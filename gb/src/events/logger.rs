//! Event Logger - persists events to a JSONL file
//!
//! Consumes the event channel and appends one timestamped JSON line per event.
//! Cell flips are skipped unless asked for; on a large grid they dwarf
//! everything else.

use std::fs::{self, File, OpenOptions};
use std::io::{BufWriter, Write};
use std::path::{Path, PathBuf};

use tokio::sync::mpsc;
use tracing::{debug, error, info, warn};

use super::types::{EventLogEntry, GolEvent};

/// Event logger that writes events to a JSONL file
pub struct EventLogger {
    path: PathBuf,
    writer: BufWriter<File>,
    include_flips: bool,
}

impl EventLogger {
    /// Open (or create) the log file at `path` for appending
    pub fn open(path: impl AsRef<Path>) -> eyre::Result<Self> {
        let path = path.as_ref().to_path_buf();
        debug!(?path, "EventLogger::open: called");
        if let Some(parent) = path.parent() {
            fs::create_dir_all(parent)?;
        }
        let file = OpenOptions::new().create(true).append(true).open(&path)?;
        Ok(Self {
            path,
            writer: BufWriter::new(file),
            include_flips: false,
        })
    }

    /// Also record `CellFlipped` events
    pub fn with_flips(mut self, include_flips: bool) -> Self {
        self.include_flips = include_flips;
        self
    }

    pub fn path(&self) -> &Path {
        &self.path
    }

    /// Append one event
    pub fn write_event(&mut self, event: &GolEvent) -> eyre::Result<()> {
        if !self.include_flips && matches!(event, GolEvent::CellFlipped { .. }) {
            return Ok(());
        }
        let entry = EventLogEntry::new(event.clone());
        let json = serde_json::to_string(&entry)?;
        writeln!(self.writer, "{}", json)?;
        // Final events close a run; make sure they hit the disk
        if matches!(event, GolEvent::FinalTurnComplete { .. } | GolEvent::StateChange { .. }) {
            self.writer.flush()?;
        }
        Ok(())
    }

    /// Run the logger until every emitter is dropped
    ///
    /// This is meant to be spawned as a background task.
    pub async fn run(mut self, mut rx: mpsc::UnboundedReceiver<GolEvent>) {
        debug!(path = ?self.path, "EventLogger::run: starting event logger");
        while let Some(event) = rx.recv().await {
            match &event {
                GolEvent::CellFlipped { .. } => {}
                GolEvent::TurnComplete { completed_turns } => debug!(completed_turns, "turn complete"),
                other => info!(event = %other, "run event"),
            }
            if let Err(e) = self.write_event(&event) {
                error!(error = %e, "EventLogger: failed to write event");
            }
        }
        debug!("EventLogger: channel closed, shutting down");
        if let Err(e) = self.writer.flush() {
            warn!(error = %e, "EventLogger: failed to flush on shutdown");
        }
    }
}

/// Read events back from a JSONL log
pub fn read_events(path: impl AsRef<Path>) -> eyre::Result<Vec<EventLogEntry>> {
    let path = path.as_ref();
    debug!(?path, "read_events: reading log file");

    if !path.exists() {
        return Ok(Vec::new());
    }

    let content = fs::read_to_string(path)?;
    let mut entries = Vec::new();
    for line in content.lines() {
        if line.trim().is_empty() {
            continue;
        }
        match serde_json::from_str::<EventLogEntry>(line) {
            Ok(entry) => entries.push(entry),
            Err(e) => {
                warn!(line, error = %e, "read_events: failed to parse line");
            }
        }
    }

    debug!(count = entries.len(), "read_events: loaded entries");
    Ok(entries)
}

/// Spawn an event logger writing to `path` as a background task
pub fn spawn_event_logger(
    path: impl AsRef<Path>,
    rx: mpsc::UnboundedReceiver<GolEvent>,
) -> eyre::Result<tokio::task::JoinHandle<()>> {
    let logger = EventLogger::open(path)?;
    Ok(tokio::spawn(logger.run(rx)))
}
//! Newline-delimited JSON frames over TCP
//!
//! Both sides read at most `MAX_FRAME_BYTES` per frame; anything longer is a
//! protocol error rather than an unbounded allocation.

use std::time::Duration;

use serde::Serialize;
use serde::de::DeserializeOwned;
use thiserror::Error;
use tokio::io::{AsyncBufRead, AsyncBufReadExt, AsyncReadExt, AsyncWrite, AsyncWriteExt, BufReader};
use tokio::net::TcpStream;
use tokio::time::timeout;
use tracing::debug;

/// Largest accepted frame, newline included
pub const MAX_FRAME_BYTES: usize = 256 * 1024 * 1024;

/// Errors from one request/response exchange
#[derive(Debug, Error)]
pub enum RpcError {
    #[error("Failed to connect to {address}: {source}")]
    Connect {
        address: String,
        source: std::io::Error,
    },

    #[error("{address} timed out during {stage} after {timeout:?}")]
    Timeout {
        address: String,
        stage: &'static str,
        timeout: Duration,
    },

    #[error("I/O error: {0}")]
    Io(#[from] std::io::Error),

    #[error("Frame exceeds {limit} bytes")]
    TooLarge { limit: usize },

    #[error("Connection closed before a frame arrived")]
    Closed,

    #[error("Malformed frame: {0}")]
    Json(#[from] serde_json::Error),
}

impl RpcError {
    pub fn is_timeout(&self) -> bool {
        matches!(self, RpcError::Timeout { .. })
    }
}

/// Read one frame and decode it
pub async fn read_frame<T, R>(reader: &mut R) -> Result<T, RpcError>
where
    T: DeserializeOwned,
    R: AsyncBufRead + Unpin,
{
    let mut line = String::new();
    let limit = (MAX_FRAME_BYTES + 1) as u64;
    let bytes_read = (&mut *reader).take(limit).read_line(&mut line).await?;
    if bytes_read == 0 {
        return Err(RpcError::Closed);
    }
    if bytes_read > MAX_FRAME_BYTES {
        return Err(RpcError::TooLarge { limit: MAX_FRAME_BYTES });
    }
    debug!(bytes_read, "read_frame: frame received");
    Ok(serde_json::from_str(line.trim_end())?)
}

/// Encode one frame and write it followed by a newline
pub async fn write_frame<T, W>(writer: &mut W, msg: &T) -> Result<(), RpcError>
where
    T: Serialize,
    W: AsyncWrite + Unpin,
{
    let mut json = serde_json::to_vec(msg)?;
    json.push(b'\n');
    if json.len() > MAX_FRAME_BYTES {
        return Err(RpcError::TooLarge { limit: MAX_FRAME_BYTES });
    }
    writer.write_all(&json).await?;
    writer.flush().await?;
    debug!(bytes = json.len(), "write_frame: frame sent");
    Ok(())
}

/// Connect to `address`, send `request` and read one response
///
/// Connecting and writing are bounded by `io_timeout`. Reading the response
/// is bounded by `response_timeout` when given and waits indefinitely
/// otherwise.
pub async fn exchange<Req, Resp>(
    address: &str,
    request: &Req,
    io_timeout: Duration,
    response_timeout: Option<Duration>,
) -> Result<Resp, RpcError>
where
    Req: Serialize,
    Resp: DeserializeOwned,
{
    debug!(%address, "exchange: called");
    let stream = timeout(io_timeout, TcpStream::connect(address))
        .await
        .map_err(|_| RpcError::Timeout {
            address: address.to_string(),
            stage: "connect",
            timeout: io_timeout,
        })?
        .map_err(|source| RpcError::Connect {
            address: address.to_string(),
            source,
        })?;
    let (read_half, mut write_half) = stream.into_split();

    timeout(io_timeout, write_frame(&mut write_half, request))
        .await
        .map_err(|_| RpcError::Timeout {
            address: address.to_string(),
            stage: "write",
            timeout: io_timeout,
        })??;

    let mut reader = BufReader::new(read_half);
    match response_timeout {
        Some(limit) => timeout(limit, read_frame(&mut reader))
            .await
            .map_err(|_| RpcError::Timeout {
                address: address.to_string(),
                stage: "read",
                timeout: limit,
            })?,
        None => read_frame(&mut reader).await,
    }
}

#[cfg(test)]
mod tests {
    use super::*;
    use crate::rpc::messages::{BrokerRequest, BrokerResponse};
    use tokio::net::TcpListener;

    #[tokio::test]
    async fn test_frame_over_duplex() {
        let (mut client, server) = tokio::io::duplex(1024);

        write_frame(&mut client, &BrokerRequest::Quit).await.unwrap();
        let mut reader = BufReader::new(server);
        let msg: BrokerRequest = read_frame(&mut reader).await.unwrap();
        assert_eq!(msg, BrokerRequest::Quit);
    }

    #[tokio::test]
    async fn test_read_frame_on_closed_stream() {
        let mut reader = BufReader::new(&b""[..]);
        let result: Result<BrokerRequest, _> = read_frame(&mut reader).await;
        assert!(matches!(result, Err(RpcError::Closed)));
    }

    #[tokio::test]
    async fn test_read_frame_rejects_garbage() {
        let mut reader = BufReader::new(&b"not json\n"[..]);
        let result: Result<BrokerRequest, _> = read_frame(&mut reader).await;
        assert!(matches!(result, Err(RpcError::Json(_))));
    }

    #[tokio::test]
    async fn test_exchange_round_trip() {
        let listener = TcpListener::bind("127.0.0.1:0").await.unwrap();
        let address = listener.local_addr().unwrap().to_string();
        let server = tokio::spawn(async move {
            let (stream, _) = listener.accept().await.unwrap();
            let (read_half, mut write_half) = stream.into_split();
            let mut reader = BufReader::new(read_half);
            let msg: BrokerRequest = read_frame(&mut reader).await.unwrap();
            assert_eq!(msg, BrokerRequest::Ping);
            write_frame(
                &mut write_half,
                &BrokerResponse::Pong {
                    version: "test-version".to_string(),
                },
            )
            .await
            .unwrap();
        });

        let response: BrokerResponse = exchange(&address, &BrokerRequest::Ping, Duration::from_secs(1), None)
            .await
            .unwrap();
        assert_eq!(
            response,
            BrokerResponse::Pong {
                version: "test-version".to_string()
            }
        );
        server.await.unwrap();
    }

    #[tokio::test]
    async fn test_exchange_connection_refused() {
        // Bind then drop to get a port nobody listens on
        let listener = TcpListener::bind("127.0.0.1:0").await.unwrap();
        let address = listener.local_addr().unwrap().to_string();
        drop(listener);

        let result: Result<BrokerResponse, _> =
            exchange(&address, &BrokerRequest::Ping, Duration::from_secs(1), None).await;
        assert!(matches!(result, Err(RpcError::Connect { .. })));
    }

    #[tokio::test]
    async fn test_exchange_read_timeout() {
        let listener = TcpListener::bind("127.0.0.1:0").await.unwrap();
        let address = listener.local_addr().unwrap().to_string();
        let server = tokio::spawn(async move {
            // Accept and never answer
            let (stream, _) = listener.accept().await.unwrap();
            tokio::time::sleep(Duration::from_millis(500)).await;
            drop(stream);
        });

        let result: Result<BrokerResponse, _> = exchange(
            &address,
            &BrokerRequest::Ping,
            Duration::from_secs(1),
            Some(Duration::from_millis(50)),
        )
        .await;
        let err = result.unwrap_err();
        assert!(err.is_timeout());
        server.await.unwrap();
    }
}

## WHAT THE EXERCISE ASKS
Whenever the string "AsRef" occurs in a line of the entries above, copy that line.

## SOLVED EXERCISE
    pub fn open(path: impl AsRef<Path>) -> eyre::Result<Self> {
pub fn read_events(path: impl AsRef<Path>) -> eyre::Result<Vec<EventLogEntry>> {
    path: impl AsRef<Path>,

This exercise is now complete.